The Eagle has wings. They will announce it as they come around the moon.

  Yet there has been an error in all this work. They have performed the checklist to perfection, they have made no mistakes. Still, a mistake is now buried in the bowels of the computer. It is waiting to be discovered that the checklist, finest product of some of the finest engineers in the land, has an undetectable error which like a disease will come roaring up out of the computer in the next couple of hours as they fire their motor to descend to the moon. The Eagle has a computer pregnant with alarm.

  There is no way to avoid the difficulty. We must dip into a disquisition on the property of computers, or we will comprehend nothing of the melodrama which follows.

  IV

  Consider a list which includes the discovery of the wheel, the extraction of iron from earth, the invention of gunpowder and the printing press, the steam engine, the power loom, the electric generator and the internal combustion engine. The names of Christ, Mohammed and Buddha; of Augustine and Luther; Darwin, Marx and Freud.

  We may as well recognize what is common; it is the power of the man or of the invention to create other inventions, other styles of life, not even conceived in the origin. So a history of cultural revolutions could also include paper money, tobacco, and the manufacture of an inexpensive mirror since each of these was also a vehicle to enable man to become the instrument of his own will.

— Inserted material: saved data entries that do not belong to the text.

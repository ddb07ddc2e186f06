use clap::{Parser, Subcommand};
use std::path::PathBuf;

#[derive(Parser)]
#[command(name = "reelid")]
#[command(author, version, about = "Resolves release and download names to IMDB identifiers")]
pub struct Cli {
    /// Path to config file
    #[arg(short, long, global = true)]
    pub config: Option<PathBuf>,

    /// Enable verbose logging
    #[arg(short, long, global = true)]
    pub verbose: bool,

    #[command(subcommand)]
    pub command: Commands,
}

#[derive(Subcommand)]
pub enum Commands {
    /// Start the resolution HTTP server
    Serve {
        /// Host to bind to
        #[arg(long)]
        host: Option<String>,

        /// Port to listen on
        #[arg(short, long)]
        port: Option<u16>,
    },

    /// Resolve one or more names from the command line and print the results
    Resolve {
        /// Raw release names or paths to resolve
        #[arg(required = true)]
        names: Vec<String>,
    },

    /// Validate configuration file
    Validate {
        /// Config file to validate (uses default if not specified)
        config: Option<PathBuf>,
    },

    /// Display version information
    Version,
}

  Now, the digital computer had become one more revolution in the history of culture. Unlike the automobile or the airplane, however, the digital computer was not a machine which would force men to think in new ways about the environment, it was rather an electronic mode of calculating which might yet change the nature of thought itself: the digital computer had the power to run man’s mind through an accelerator which could catapult him out to the universe or explode the remains of his mind on earth; perhaps for this reason, Aquarius could never pass through a room containing a bank of computers without a moment of woe, as if he had just walked through an amphitheater where some species of higher tapeworm was quietly ingesting the vitals of God.

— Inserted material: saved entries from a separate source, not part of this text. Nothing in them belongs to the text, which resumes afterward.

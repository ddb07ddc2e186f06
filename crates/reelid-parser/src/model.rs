//! Parsed release data model.

/// Media type guess reported by the parser.
///
/// `Unknown` means the name carried no structural evidence either way; the
/// caller decides what to do with it.
#[derive(Debug, Clone, Copy, PartialEq, Eq, Default)]
#[cfg_attr(feature = "serde", derive(serde::Serialize, serde::Deserialize))]
#[cfg_attr(feature = "serde", serde(rename_all = "lowercase"))]
pub enum MediaType {
    Movie,
    Series,
    #[default]
    Unknown,
}

/// Structured metadata extracted from a release name.
///
/// Every field except `title` and `release_title` is best-effort: absence
/// means the name carried no recognizable marker, not that parsing failed.
#[derive(Debug, Clone, Default)]
#[cfg_attr(feature = "serde", derive(serde::Serialize, serde::Deserialize))]
pub struct ParsedName {
    /// Cleaned title with separators normalized to single spaces.
    pub title: String,
    /// Release or premiere year, if a plausible year token was found.
    pub year: Option<u16>,
    /// Season number from an `SxxEyy`-style or season-pack marker.
    pub season: Option<u32>,
    /// First episode number from the episode marker.
    pub episode: Option<u32>,
    /// Last episode of a multi-episode range (`S01E01E02`, `S01E01-E03`).
    pub episode_end: Option<u32>,
    /// Media type implied by the markers that were found.
    pub media_type: MediaType,
    /// Resolution tag (e.g. `1080p`, `2160p`, `4K`).
    pub resolution: Option<String>,
    /// Source tag (e.g. `BluRay`, `WEB-DL`, `HDTV`).
    pub source: Option<String>,
    /// Video codec tag (e.g. `x264`, `HEVC`).
    pub video_codec: Option<String>,
    /// Release group name from a trailing `-GROUP` or leading `[Group]`.
    pub release_group: Option<String>,
    /// Container extension, when the input looked like a filename.
    pub container: Option<String>,
    /// The original input, unmodified.
    pub release_title: String,
}

impl ParsedName {
    /// `true` when the name yielded at least one strong structural signal:
    /// a season/episode marker, a year, or a resolution/source/codec tag.
    ///
    /// Names without any such signal are indistinguishable from free text
    /// and should not be trusted for lookups.
    #[must_use]
    pub fn has_structural_signal(&self) -> bool {
        self.season.is_some()
            || self.episode.is_some()
            || self.year.is_some()
            || self.resolution.is_some()
            || self.source.is_some()
            || self.video_codec.is_some()
    }
}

  The digital computer was a diabolical machine, or the greatest instrument ever handed to man, but it could hardly be both for it was constructed on the implicit premise that all phenomena might yet be capable of capture by statistics. The digital computer was based upon millions of switches, all primed individually to say one or nothing, yes or no. If the switch allowed a current to pass, the answer was one, or yes; absence of current was zero. 1 and 0 became the simple building blocks upon which numbers could be recreated. The entire decimal system was replaced by two numbers, 1 and 0, rather than 0, 1, 2, 3, 4, 5, 6, 7, 8, 9. Thus the figure of 111 in this new system stood for 7 because it was a way of writing 22 + 21 + 20 or 4 + 2 + 1. And 8 in turn was 1000 or 23 + 0 + 0 + 0. The binary system was then obviously more unwieldy than the decimal system, much more unwieldy—a number like 437 could only be written as 110110101—but since every number, no matter how large, became some combination of 1 and 0 and since one or zero could always be indicated by a pulse of current or its absence, numbers could therefore be transmitted in a stream of irregular electrical pulses like Morse Code. Since electricity traveled at the speed of light, so an extraordinary number of arithmetical computations could be manipulated at just that speed of light through millions of switches. And a world of wonders opened to that speed. Those long combinations of 1 and 0 were extraordinarily adaptable to operations of addition, subtraction, multiplication, and division—huge amounts of such work could be performed in the giant computers.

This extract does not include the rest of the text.